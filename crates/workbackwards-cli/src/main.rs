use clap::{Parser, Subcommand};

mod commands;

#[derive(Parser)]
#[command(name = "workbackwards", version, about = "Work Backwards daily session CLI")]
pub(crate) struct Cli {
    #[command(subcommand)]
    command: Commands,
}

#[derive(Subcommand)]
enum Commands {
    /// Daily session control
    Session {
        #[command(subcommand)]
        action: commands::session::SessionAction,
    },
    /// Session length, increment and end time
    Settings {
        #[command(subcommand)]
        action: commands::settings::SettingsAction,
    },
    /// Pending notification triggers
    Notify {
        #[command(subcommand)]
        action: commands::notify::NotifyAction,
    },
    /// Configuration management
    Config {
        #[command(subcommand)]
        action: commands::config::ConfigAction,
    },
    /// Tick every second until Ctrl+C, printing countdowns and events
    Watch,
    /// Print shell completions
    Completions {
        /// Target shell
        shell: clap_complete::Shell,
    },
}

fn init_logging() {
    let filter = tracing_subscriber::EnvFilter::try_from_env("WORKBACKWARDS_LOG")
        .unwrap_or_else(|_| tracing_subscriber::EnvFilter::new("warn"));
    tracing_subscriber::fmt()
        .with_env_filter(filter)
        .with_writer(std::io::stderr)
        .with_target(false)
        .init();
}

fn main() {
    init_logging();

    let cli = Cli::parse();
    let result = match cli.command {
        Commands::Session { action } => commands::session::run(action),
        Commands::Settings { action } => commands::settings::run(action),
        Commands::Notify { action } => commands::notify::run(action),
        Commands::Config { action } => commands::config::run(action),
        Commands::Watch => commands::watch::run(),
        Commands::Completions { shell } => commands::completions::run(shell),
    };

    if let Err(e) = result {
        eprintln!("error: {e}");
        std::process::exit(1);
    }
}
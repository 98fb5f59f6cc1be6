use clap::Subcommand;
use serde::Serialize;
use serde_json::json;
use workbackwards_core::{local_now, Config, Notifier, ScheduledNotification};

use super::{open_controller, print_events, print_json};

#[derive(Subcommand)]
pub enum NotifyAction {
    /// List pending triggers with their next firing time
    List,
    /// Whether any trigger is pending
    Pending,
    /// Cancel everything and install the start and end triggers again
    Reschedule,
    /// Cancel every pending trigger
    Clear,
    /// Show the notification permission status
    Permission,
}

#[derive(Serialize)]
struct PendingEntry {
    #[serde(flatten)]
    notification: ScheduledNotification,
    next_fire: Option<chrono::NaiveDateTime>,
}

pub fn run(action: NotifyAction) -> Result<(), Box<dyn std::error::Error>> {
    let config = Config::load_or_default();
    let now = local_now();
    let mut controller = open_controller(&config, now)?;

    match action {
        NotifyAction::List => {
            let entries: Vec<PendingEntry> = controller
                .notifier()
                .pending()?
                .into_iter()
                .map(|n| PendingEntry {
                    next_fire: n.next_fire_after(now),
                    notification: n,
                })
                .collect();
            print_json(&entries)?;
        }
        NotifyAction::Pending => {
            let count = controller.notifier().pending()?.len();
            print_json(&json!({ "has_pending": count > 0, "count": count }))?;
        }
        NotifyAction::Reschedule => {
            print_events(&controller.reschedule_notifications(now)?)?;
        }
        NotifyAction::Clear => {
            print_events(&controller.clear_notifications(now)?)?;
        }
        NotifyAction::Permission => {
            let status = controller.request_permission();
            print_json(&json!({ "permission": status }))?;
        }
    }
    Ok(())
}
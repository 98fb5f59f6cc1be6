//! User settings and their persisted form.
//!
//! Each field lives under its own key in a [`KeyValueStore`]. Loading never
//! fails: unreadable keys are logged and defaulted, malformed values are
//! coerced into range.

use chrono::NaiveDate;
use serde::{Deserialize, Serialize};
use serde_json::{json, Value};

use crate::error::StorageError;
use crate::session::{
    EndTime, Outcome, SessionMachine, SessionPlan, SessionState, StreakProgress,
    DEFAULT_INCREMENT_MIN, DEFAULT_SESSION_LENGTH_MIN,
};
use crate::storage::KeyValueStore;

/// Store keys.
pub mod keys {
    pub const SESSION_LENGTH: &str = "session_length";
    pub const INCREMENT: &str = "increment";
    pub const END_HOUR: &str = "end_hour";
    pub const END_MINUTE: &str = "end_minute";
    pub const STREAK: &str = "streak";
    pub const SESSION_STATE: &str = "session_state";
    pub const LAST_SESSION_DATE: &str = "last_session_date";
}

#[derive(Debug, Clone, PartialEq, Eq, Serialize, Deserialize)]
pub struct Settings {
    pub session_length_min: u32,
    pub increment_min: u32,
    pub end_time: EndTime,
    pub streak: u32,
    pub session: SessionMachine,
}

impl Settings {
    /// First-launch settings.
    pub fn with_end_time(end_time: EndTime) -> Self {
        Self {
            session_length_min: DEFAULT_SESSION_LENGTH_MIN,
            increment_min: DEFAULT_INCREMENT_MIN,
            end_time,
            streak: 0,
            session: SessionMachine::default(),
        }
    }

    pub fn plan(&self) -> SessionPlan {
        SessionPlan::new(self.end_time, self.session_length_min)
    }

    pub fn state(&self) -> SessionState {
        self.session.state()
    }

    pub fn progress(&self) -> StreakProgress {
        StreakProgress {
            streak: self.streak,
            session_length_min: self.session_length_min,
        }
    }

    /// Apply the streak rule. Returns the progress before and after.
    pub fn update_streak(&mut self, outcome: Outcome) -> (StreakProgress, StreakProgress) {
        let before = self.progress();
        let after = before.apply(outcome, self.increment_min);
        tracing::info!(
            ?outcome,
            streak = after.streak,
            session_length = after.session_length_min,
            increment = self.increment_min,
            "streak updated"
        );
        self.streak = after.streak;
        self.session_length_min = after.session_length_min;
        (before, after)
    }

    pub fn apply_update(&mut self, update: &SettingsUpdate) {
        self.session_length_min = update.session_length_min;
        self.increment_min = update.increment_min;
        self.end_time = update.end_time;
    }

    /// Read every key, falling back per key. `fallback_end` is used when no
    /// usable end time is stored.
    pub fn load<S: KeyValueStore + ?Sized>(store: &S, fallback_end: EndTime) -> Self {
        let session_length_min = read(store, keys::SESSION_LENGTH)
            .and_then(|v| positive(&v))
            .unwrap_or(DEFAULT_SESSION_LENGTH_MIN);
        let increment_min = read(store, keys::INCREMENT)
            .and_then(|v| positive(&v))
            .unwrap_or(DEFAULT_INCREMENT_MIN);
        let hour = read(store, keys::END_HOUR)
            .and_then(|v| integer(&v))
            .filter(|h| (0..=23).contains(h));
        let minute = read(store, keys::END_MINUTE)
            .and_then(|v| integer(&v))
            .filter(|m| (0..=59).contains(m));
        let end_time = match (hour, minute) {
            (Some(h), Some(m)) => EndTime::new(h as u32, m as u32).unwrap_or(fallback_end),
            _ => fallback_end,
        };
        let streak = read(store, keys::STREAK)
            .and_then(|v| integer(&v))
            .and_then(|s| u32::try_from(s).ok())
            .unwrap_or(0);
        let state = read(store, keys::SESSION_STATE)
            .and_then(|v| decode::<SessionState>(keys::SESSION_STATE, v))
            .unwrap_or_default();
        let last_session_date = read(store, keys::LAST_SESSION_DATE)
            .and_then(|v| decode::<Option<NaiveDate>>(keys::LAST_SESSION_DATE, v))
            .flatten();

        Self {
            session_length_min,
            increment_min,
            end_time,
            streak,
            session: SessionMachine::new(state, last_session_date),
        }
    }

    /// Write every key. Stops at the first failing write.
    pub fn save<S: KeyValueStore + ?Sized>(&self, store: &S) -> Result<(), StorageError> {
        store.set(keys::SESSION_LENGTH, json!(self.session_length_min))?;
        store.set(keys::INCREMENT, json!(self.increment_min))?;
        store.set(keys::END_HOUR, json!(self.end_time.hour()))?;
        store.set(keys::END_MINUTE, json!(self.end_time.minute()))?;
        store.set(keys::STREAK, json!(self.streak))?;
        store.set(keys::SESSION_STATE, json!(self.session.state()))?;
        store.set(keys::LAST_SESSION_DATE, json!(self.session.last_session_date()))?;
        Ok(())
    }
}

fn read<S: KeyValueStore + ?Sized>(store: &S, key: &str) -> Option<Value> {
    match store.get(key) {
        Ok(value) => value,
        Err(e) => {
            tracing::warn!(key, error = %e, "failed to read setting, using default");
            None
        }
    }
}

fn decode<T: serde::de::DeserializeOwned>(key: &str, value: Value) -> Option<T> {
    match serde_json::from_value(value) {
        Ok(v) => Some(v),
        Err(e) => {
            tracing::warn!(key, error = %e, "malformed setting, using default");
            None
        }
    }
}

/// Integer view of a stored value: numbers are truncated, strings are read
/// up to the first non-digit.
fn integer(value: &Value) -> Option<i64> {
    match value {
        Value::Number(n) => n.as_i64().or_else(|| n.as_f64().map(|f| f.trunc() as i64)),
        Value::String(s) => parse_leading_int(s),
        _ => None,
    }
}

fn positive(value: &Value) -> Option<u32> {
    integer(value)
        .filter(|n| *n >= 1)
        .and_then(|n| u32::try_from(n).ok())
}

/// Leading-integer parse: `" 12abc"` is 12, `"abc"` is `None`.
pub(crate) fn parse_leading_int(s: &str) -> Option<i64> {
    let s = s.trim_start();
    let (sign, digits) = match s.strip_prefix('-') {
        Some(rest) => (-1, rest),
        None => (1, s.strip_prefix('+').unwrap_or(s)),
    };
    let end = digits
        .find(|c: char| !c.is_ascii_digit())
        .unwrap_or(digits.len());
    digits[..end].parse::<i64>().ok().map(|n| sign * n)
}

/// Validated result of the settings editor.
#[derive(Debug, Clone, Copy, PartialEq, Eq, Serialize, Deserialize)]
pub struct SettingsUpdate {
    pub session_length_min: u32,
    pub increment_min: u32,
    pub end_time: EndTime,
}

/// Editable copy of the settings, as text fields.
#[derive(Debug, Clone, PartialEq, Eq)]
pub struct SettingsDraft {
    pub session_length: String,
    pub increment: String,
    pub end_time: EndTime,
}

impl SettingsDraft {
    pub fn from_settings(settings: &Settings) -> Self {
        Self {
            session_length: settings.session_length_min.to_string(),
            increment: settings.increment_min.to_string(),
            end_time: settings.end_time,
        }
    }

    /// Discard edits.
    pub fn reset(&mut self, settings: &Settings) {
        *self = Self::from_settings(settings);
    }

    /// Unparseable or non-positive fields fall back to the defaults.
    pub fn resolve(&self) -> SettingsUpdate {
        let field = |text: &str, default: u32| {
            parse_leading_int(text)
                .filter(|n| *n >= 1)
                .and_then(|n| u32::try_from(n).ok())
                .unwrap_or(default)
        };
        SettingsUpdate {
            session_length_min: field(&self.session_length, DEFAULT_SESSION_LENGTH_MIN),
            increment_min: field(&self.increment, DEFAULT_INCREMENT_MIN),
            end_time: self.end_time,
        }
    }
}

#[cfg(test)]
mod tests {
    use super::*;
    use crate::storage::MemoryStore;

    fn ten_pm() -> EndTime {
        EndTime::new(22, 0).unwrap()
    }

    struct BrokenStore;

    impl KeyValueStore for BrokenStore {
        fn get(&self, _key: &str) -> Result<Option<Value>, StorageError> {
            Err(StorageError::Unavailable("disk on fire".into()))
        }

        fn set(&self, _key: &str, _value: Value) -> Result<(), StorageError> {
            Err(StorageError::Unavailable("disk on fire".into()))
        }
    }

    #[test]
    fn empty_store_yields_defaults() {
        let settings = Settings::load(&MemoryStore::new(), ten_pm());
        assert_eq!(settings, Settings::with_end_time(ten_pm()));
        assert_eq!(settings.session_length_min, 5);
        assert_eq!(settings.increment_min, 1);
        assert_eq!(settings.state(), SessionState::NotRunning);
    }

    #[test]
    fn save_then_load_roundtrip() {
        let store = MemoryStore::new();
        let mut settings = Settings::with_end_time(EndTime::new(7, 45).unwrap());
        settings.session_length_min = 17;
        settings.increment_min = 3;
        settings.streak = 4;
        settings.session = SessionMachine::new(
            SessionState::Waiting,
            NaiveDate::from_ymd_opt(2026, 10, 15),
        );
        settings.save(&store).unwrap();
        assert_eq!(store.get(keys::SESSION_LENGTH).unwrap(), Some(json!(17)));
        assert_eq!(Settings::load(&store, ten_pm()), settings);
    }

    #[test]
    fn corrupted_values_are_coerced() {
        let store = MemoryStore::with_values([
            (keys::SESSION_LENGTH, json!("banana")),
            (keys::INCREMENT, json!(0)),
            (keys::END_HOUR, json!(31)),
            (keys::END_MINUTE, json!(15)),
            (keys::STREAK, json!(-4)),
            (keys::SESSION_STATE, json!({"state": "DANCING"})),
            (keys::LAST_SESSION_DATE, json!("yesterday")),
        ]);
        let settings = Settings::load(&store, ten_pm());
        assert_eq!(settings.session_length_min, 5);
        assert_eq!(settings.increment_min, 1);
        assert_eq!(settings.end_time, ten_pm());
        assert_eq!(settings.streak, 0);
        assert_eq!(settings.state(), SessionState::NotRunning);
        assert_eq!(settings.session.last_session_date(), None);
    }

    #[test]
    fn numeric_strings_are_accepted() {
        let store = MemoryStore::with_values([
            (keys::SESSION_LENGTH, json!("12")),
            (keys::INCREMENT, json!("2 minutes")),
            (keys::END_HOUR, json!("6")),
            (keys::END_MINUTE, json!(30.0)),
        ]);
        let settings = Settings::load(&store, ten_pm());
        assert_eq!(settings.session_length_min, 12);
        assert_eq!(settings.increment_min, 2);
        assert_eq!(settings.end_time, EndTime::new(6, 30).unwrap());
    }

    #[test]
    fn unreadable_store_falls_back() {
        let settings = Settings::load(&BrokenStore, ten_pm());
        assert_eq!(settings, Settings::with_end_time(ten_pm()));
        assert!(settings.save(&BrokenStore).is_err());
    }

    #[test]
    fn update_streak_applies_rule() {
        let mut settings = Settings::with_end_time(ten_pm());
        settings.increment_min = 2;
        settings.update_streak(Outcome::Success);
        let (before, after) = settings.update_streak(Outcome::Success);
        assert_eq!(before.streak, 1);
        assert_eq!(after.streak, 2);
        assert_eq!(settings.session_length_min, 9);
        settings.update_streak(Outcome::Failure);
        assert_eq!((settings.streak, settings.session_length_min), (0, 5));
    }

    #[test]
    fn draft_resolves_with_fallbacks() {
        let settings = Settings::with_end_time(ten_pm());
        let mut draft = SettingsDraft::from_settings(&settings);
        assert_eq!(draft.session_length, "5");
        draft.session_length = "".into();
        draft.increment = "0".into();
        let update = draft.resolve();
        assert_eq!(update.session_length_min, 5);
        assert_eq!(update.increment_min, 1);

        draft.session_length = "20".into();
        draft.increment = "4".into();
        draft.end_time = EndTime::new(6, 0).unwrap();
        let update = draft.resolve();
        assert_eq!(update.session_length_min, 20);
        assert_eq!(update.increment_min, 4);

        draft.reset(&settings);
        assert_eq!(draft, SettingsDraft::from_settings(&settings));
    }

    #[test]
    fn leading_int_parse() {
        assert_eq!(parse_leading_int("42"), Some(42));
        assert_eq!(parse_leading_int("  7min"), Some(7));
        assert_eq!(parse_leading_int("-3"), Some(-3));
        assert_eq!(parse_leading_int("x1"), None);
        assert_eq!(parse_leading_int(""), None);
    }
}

---------------

> PROBLEM TO WORK ON: Report every line containing the string "enum" in the material.

> YOUR SOLUTION:
enum Commands {
pub enum NotifyAction {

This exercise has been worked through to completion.